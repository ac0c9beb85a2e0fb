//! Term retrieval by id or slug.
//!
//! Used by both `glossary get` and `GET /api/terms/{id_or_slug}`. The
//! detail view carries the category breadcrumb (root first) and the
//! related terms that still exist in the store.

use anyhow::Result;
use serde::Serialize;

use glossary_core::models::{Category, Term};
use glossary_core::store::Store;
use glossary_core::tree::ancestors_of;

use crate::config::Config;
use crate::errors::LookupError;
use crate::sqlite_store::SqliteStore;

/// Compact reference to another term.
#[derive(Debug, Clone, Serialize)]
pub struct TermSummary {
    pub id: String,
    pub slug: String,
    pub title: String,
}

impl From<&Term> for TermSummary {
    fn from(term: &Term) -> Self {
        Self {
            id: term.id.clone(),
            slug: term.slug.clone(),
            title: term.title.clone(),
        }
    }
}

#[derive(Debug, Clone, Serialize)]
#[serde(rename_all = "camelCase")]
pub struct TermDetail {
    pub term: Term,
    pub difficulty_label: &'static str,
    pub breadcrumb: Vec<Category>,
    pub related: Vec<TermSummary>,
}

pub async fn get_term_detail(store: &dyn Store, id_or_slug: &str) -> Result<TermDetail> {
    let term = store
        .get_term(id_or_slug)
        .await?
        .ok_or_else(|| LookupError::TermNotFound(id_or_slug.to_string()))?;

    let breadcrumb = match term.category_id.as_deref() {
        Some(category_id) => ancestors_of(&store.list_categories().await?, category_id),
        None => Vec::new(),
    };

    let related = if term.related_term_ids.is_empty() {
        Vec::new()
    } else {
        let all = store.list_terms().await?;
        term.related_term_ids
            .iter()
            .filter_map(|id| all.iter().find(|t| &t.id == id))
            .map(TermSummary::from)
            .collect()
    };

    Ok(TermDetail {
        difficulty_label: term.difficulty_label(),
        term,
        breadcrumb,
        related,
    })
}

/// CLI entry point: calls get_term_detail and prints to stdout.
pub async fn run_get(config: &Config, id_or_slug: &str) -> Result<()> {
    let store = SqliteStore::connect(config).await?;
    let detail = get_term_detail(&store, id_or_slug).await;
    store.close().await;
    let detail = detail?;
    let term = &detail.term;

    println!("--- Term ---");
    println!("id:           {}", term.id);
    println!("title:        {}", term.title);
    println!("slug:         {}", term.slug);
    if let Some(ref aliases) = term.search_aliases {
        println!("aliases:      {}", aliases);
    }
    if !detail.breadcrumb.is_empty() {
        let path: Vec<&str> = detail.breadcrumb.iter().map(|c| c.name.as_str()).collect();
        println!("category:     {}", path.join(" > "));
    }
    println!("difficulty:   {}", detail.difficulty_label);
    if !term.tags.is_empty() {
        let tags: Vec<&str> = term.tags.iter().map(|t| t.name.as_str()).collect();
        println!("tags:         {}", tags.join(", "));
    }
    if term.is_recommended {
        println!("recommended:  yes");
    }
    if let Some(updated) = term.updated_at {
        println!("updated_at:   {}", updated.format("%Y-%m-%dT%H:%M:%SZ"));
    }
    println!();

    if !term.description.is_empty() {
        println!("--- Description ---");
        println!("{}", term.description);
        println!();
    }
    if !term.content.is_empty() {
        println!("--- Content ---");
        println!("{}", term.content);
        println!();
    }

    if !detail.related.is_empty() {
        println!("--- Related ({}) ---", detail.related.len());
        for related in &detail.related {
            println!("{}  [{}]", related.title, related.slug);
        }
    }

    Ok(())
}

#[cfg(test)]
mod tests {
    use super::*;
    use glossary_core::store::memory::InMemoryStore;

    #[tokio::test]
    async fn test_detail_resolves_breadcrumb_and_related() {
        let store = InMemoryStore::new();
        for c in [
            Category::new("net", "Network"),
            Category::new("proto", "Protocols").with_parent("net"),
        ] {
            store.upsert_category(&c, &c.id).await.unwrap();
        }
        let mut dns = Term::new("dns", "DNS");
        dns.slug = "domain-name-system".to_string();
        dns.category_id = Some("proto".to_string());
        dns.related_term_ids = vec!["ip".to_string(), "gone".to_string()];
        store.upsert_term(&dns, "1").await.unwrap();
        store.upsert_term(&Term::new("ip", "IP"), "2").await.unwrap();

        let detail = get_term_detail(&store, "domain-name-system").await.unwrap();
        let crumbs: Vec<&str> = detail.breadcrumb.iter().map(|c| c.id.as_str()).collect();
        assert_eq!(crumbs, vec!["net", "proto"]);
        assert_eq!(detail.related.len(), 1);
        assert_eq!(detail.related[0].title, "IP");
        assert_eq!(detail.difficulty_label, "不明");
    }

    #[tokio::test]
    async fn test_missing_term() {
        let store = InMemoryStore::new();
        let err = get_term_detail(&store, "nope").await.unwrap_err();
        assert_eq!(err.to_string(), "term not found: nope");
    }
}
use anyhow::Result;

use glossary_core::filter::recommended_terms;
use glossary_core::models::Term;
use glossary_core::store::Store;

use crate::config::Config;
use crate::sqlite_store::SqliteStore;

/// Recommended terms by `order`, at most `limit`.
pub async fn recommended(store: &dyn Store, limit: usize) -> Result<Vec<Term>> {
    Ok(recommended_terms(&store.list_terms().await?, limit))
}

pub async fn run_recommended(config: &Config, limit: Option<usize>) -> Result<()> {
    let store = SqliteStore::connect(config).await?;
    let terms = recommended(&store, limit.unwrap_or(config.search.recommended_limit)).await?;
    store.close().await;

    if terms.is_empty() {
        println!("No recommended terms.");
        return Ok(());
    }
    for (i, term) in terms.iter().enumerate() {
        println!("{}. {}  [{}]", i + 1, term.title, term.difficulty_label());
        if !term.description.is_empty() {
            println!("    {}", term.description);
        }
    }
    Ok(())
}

━━━━━━━━━━

• _Prompt_
Across the entries above, find each line with the word "iter" and please copy it out.

• _Final answer_
            .iter()
            .filter_map(|id| all.iter().find(|t| &t.id == id))
        let path: Vec<&str> = detail.breadcrumb.iter().map(|c| c.name.as_str()).collect();
        let tags: Vec<&str> = term.tags.iter().map(|t| t.name.as_str()).collect();
        let crumbs: Vec<&str> = detail.breadcrumb.iter().map(|c| c.id.as_str()).collect();
    for (i, term) in terms.iter().enumerate() {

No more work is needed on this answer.